Saved entries
● ● ● ●

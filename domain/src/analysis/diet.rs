//! Diet matrices and predator-prey interaction stability

use super::stats::mean;
use crate::core::error::DomainError;
use serde::Serialize;
use std::collections::{BTreeMap, BTreeSet};

/// Top-left header label documenting matrix orientation.
pub const DIET_MATRIX_ORIENTATION: &str = "Prey_rows/Predator_columns";

/// Diet proportions, rows = prey, columns = predators.
#[derive(Debug, Clone, Default, PartialEq)]
pub struct DietMatrix {
    predators: Vec<String>,
    prey: Vec<String>,
    values: BTreeMap<(String, String), f64>,
}

impl DietMatrix {
    pub fn new() -> Self {
        Self::default()
    }

    /// Build from CSV-like records.
    ///
    /// The first record is the header (`label, predator, ...`); each
    /// following record is `prey, value, ...`. Empty cells are zero.
    pub fn from_records(records: &[Vec<String>]) -> Result<Self, DomainError> {
        let (header, rows) = records
            .split_first()
            .ok_or_else(|| DomainError::InvalidDietMatrix("empty matrix".to_string()))?;

        let predators: Vec<String> = header.iter().skip(1).map(|s| s.trim().to_string()).collect();
        let mut matrix = DietMatrix::new();

        for (row_idx, row) in rows.iter().enumerate() {
            let Some((prey, cells)) = row.split_first() else {
                continue;
            };
            let prey = prey.trim();
            if prey.is_empty() && cells.iter().all(|c| c.trim().is_empty()) {
                continue;
            }
            if cells.len() > predators.len() {
                return Err(DomainError::InvalidDietMatrix(format!(
                    "row {} has {} values for {} predators",
                    row_idx + 2,
                    cells.len(),
                    predators.len()
                )));
            }
            matrix.add_prey(prey);
            for (predator, cell) in predators.iter().zip(cells) {
                let cell = cell.trim();
                let value = if cell.is_empty() {
                    0.0
                } else {
                    cell.parse::<f64>().map_err(|_| {
                        DomainError::InvalidDietMatrix(format!(
                            "row {} column '{}': '{}' is not a number",
                            row_idx + 2,
                            predator,
                            cell
                        ))
                    })?
                };
                matrix.set(predator, prey, value);
            }
        }
        for predator in &predators {
            matrix.add_predator(predator);
        }
        Ok(matrix)
    }

    fn add_predator(&mut self, predator: &str) {
        if !self.predators.iter().any(|p| p == predator) {
            self.predators.push(predator.to_string());
        }
    }

    fn add_prey(&mut self, prey: &str) {
        if !self.prey.iter().any(|p| p == prey) {
            self.prey.push(prey.to_string());
        }
    }

    pub fn set(&mut self, predator: &str, prey: &str, value: f64) {
        self.add_predator(predator);
        self.add_prey(prey);
        self.values
            .insert((predator.to_string(), prey.to_string()), value);
    }

    /// Proportion of `prey` in the diet of `predator`; zero when absent.
    pub fn get(&self, predator: &str, prey: &str) -> f64 {
        self.values
            .get(&(predator.to_string(), prey.to_string()))
            .copied()
            .unwrap_or(0.0)
    }

    pub fn predators(&self) -> &[String] {
        &self.predators
    }

    pub fn prey(&self) -> &[String] {
        &self.prey
    }

    /// `(predator, prey)` pairs with a positive value.
    pub fn nonzero_pairs(&self) -> impl Iterator<Item = (&str, &str)> {
        self.values
            .iter()
            .filter(|(_, v)| **v > 0.0)
            .map(|((predator, prey), _)| (predator.as_str(), prey.as_str()))
    }
}

/// `1 − mean(|v − mean(v)| / max(v))`.
///
/// Empty, all-zero and constant samples score exactly 1.0.
pub fn stability_score(values: &[f64]) -> f64 {
    if values.is_empty() || values.iter().all(|&v| v == values[0]) {
        return 1.0;
    }
    let max = values.iter().copied().fold(f64::NEG_INFINITY, f64::max);
    if max <= 0.0 {
        return 1.0;
    }
    let m = mean(values);
    let deviations: Vec<f64> = values.iter().map(|v| (v - m).abs() / max).collect();
    1.0 - mean(&deviations)
}

/// One predator-prey pair across iterations.
#[derive(Debug, Clone, PartialEq, Serialize)]
pub struct InteractionStabilityRecord {
    pub predator: String,
    pub prey: String,
    pub raw_values: Vec<f64>,
    pub mean: f64,
    pub stability_score: f64,
}

/// Interaction stability over a set of diet matrices.
#[derive(Debug, Clone, Default, PartialEq, Serialize)]
pub struct InteractionAnalysis {
    pub matrices: usize,
    /// Sorted by predator, then prey.
    pub interactions: Vec<InteractionStabilityRecord>,
}

impl InteractionAnalysis {
    pub fn compute(matrices: &[DietMatrix]) -> Self {
        let pairs: BTreeSet<(&str, &str)> =
            matrices.iter().flat_map(DietMatrix::nonzero_pairs).collect();

        let interactions = pairs
            .into_iter()
            .map(|(predator, prey)| {
                let raw_values: Vec<f64> =
                    matrices.iter().map(|m| m.get(predator, prey)).collect();
                InteractionStabilityRecord {
                    predator: predator.to_string(),
                    prey: prey.to_string(),
                    mean: mean(&raw_values),
                    stability_score: stability_score(&raw_values),
                    raw_values,
                }
            })
            .collect();

        Self {
            matrices: matrices.len(),
            interactions,
        }
    }

    /// Interactions scoring below `threshold`, least stable first.
    pub fn unstable(&self, threshold: f64) -> Vec<&InteractionStabilityRecord> {
        let mut unstable: Vec<&InteractionStabilityRecord> = self
            .interactions
            .iter()
            .filter(|r| r.stability_score < threshold)
            .collect();
        unstable.sort_by(|a, b| a.stability_score.total_cmp(&b.stability_score));
        unstable
    }

    pub fn mean_stability(&self) -> f64 {
        let scores: Vec<f64> = self.interactions.iter().map(|r| r.stability_score).collect();
        mean(&scores)
    }
}

#[cfg(test)]
mod tests {
    use super::*;

    fn records(rows: &[&[&str]]) -> Vec<Vec<String>> {
        rows.iter()
            .map(|row| row.iter().map(|s| s.to_string()).collect())
            .collect()
    }

    #[test]
    fn test_stability_constant_is_one() {
        assert_eq!(stability_score(&[0.4, 0.4, 0.4]), 1.0);
        assert_eq!(stability_score(&[0.1, 0.1, 0.1]), 1.0);
        assert_eq!(stability_score(&[0.3; 7]), 1.0);
        assert_eq!(stability_score(&[0.0, 0.0]), 1.0);
        assert_eq!(stability_score(&[]), 1.0);
    }

    #[test]
    fn test_stability_varied_is_between_zero_and_one() {
        let score = stability_score(&[0.1, 0.9, 0.1]);
        assert!(score > 0.0 && score < 1.0);
        // mean 0.3667, deviations / 0.9 = [0.2963, 0.5926, 0.2963]
        assert!((score - 0.6049).abs() < 1e-3);
    }

    #[test]
    fn test_from_records_orientation() {
        let matrix = DietMatrix::from_records(&records(&[
            &[DIET_MATRIX_ORIENTATION, "Cod", "Seal"],
            &["Sprat", "0.5", ""],
            &["Cod", "0", "0.8"],
        ]))
        .unwrap();

        assert_eq!(matrix.predators(), ["Cod", "Seal"]);
        assert_eq!(matrix.prey(), ["Sprat", "Cod"]);
        assert_eq!(matrix.get("Cod", "Sprat"), 0.5);
        assert_eq!(matrix.get("Seal", "Cod"), 0.8);
        assert_eq!(matrix.get("Seal", "Sprat"), 0.0);
        assert_eq!(matrix.nonzero_pairs().count(), 2);
    }

    #[test]
    fn test_from_records_rejects_text_cells() {
        let err = DietMatrix::from_records(&records(&[&["", "Cod"], &["Sprat", "lots"]]))
            .unwrap_err();
        assert!(err.to_string().contains("not a number"));
    }

    #[test]
    fn test_interaction_absent_counts_as_zero() {
        let mut a = DietMatrix::new();
        a.set("Cod", "Sprat", 0.6);
        let mut b = DietMatrix::new();
        b.set("Seal", "Cod", 0.2);

        let analysis = InteractionAnalysis::compute(&[a, b]);
        assert_eq!(analysis.matrices, 2);
        assert_eq!(analysis.interactions.len(), 2);
        let cod = &analysis.interactions[0];
        assert_eq!(cod.predator, "Cod");
        assert_eq!(cod.raw_values, vec![0.6, 0.0]);
        assert!((cod.mean - 0.3).abs() < 1e-12);
        assert!((cod.stability_score - 0.5).abs() < 1e-12);
        assert_eq!(analysis.unstable(0.7).len(), 2);
    }
}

● ● ● ●

Say the number of data lines holding "compute", without any other words.

> Final answer
2